__Records to process__
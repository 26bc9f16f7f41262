use super::*;
use std::sync::atomic::{AtomicUsize, Ordering};
use std::time::Duration;

#[tokio::test]
async fn test_same_key_is_exclusive() {
    let locks = KeyedLocks::new(4);
    let active = Arc::new(AtomicUsize::new(0));
    let peak = Arc::new(AtomicUsize::new(0));

    let mut handles = Vec::new();
    for _ in 0..8 {
        let locks = locks.clone();
        let active = Arc::clone(&active);
        let peak = Arc::clone(&peak);
        handles.push(tokio::spawn(async move {
            let _guard = locks.lock("hot").await;
            let now = active.fetch_add(1, Ordering::SeqCst) + 1;
            peak.fetch_max(now, Ordering::SeqCst);
            tokio::time::sleep(Duration::from_millis(5)).await;
            active.fetch_sub(1, Ordering::SeqCst);
        }));
    }
    for handle in handles {
        handle.await.unwrap();
    }

    assert_eq!(peak.load(Ordering::SeqCst), 1);
    assert_eq!(locks.in_flight(), 0);
}

#[tokio::test]
async fn test_distinct_keys_do_not_block() {
    let locks = KeyedLocks::new(1);
    let _a = locks.lock("a").await;

    let b = tokio::time::timeout(Duration::from_millis(100), locks.lock("b")).await;
    assert!(b.is_ok(), "a different key in the same shard must not wait");
    assert_eq!(locks.in_flight(), 2);
}

#[tokio::test]
async fn test_slot_removed_after_release() {
    let locks = KeyedLocks::default();
    assert_eq!(locks.shard_count(), KeyedLocks::DEFAULT_SHARDS);

    {
        let _guard = locks.lock("k").await;
        assert_eq!(locks.in_flight(), 1);
    }
    assert_eq!(locks.in_flight(), 0);
}

#[tokio::test]
async fn test_cancelled_waiter_unregisters() {
    let locks = KeyedLocks::new(8);
    let held = locks.lock("k").await;

    let waited = tokio::time::timeout(Duration::from_millis(20), locks.lock("k")).await;
    assert!(waited.is_err());
    assert_eq!(locks.in_flight(), 1);

    drop(held);
    assert_eq!(locks.in_flight(), 0);

    let _again = tokio::time::timeout(Duration::from_millis(100), locks.lock("k"))
        .await
        .expect("lock must be free after holder and waiter left");
}

#[tokio::test]
async fn test_waiter_acquires_after_holder_releases() {
    let locks = KeyedLocks::new(8);
    let held = locks.lock("k").await;

    let waiter = {
        let locks = locks.clone();
        tokio::spawn(async move {
            let _guard = locks.lock("k").await;
        })
    };
    tokio::time::sleep(Duration::from_millis(10)).await;
    assert!(!waiter.is_finished());

    drop(held);
    waiter.await.unwrap();
    assert_eq!(locks.in_flight(), 0);
}

#[test]
fn test_zero_shards_clamped() {
    assert_eq!(KeyedLocks::new(0).shard_count(), 1);
}
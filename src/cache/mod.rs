//! Answer cache: a TTL key/value cache in front of the score store.
//!
//! Backends implement [`AnswerCache`] over opaque bytes. The service only goes through
//! [`RankCache`], which owns the key layout, the payload encoding and the rule that a
//! failing cache behaves like an empty one.

pub mod answers;
pub mod error;
pub mod keys;
#[cfg(any(test, feature = "mock"))]
pub mod mock;
pub mod moka;


use std::future::Future;
use std::time::Duration;

pub use answers::RankCache;
pub use error::{CacheError, CacheResult};
#[cfg(any(test, feature = "mock"))]
pub use mock::MockAnswerCache;
pub use moka::MokaAnswerCache;

/// Key/value cache with a per-entry time to live.
pub trait AnswerCache: Send + Sync + 'static {
    /// Returns the live value for `key`, or `None` if absent or expired.
    fn get(&self, key: &str) -> impl Future<Output = CacheResult<Option<Vec<u8>>>> + Send;

    /// Stores `value` under `key`, replacing any previous value and its TTL.
    fn set(
        &self,
        key: &str,
        value: Vec<u8>,
        ttl: Duration,
    ) -> impl Future<Output = CacheResult<()>> + Send;

    /// Removes `key`. Deleting a missing key is not an error.
    fn delete(&self, key: &str) -> impl Future<Output = CacheResult<()>> + Send;
}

__What needs to be done__
Each line from the top of the data, up to and including the line that contains "peak.fetch_max(now, Ordering::SeqCst);", should be set down exactly.

__Solution to this task__
repository 26bc9f16f7f41262
use super::*;
use std::sync::atomic::{AtomicUsize, Ordering};
use std::time::Duration;

#[tokio::test]
async fn test_same_key_is_exclusive() {
    let locks = KeyedLocks::new(4);
    let active = Arc::new(AtomicUsize::new(0));
    let peak = Arc::new(AtomicUsize::new(0));

    let mut handles = Vec::new();
    for _ in 0..8 {
        let locks = locks.clone();
        let active = Arc::clone(&active);
        let peak = Arc::clone(&peak);
        handles.push(tokio::spawn(async move {
            let _guard = locks.lock("hot").await;
            let now = active.fetch_add(1, Ordering::SeqCst) + 1;
            peak.fetch_max(now, Ordering::SeqCst);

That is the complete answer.